Per i clienti, soprattutto grandi imprese e laboratori AI, questo significa più opzioni ma non necessariamente prezzi più bassi nell’immediato. La costruzione di capacità resta lenta, energivora e costosa. Mettere online 500 megawatt nel 2027 è un obiettivo rilevante, ma non risolve da solo una domanda che continua a crescere a ritmi molto elevati. A cambiare è piuttosto il potere negoziale: più operatori con chip propri e accesso a capitale di lungo periodo possono rendere meno monolitico un mercato finora trainato dalle gpu Nvidia.
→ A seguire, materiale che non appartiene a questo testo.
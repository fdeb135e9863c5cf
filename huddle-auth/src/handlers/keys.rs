//! Key-distribution handlers.
//!
//! The server brokers ciphertext only: wraps are produced and opened on
//! client devices.

use axum::{
    extract::{Path, State},
    http::StatusCode,
    response::IntoResponse,
    Json,
};
use huddle_core::error::AppError;
use uuid::Uuid;

use crate::{
    dtos::{
        keys::{
            FetchWrappedKeyResponse, PublishWrappedKeysRequest, PublishWrappedKeysResponse,
            RegisterDeviceKeyRequest, RotateKeyVersionResponse,
        },
        MessageResponse,
    },
    middleware::AuthUser,
    services::WrapSubmission,
    utils::ValidatedJson,
    AppState,
};

/// Register the caller's device public key
#[utoipa::path(
    post,
    path = "/keys/device",
    request_body = RegisterDeviceKeyRequest,
    responses(
        (status = 200, description = "Device key registered", body = MessageResponse),
        (status = 400, description = "Malformed key", body = ErrorResponse),
        (status = 401, description = "Unauthenticated", body = ErrorResponse)
    ),
    tag = "Keys",
    security(("bearer_auth" = []))
)]
pub async fn register_device_key(
    State(state): State<AppState>,
    user: AuthUser,
    ValidatedJson(req): ValidatedJson<RegisterDeviceKeyRequest>,
) -> Result<impl IntoResponse, AppError> {
    let user_id = user.0.user_id().map_err(AppError::Unauthenticated)?;
    state
        .keys
        .register_device_public_key(user_id, &req.public_key)
        .await?;

    Ok((
        StatusCode::OK,
        Json(MessageResponse::new("Device key registered")),
    ))
}

/// Publish wrapped org keys for members (admin/owner)
#[utoipa::path(
    post,
    path = "/orgs/{org_id}/keys/wraps",
    params(("org_id" = Uuid, Path, description = "Organization ID")),
    request_body = PublishWrappedKeysRequest,
    responses(
        (status = 200, description = "Wraps stored", body = PublishWrappedKeysResponse),
        (status = 403, description = "Insufficient role", body = ErrorResponse),
        (status = 422, description = "Validation error", body = ErrorResponse)
    ),
    tag = "Keys",
    security(("bearer_auth" = []))
)]
pub async fn publish_wrapped_keys(
    State(state): State<AppState>,
    user: AuthUser,
    Path(org_id): Path<Uuid>,
    ValidatedJson(req): ValidatedJson<PublishWrappedKeysRequest>,
) -> Result<impl IntoResponse, AppError> {
    let caller = user.0.user_id().map_err(AppError::Unauthenticated)?;

    let wraps = req
        .wraps
        .into_iter()
        .map(|w| WrapSubmission {
            user_id: w.user_id,
            blob: w.blob,
            key_id: w.key_id,
        })
        .collect();

    let key_version = state
        .keys
        .publish_wrapped_keys(org_id, caller, wraps, req.key_version)
        .await?;

    Ok((
        StatusCode::OK,
        Json(PublishWrappedKeysResponse {
            ok: true,
            key_version,
        }),
    ))
}

/// Fetch the caller's own wrapped org key
#[utoipa::path(
    get,
    path = "/orgs/{org_id}/keys/wrap",
    params(("org_id" = Uuid, Path, description = "Organization ID")),
    responses(
        (status = 200, description = "Wrap, or null when none distributed yet", body = FetchWrappedKeyResponse),
        (status = 403, description = "Not a member", body = ErrorResponse)
    ),
    tag = "Keys",
    security(("bearer_auth" = []))
)]
pub async fn fetch_wrapped_key(
    State(state): State<AppState>,
    user: AuthUser,
    Path(org_id): Path<Uuid>,
) -> Result<impl IntoResponse, AppError> {
    let caller = user.0.user_id().map_err(AppError::Unauthenticated)?;
    let (wrap, current_key_version) = state.keys.fetch_wrapped_key(org_id, caller).await?;

    Ok((
        StatusCode::OK,
        Json(FetchWrappedKeyResponse {
            ok: true,
            wrap,
            current_key_version,
        }),
    ))
}

/// Rotate the org key version (admin/owner)
#[utoipa::path(
    post,
    path = "/orgs/{org_id}/keys/rotate",
    params(("org_id" = Uuid, Path, description = "Organization ID")),
    responses(
        (status = 200, description = "Version incremented", body = RotateKeyVersionResponse),
        (status = 403, description = "Insufficient role", body = ErrorResponse)
    ),
    tag = "Keys",
    security(("bearer_auth" = []))
)]
pub async fn rotate_key_version(
    State(state): State<AppState>,
    user: AuthUser,
    Path(org_id): Path<Uuid>,
) -> Result<impl IntoResponse, AppError> {
    let caller = user.0.user_id().map_err(AppError::Unauthenticated)?;
    let key_version = state.keys.rotate_key_version(org_id, caller).await?;

    Ok((
        StatusCode::OK,
        Json(RotateKeyVersionResponse {
            ok: true,
            key_version,
        }),
    ))
}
Google, in sostanza, non sta solo traducendo in business una tecnologia interna. Sta cercando di occupare un pezzo in più della catena del valore dell’AI. Blackstone, dal canto suo, non finanzia un laboratorio o un’applicazione: compra esposizione alla parte più tangibile e replicabile del boom, quella fatta di megawatt, rack, networking e contratti di capacità. È qui che si misurerà la tenuta della joint venture: nella velocità con cui la joint venture saprà trasformare un progetto da 5 miliardi in capacità effettivamente disponibile per clienti paganti.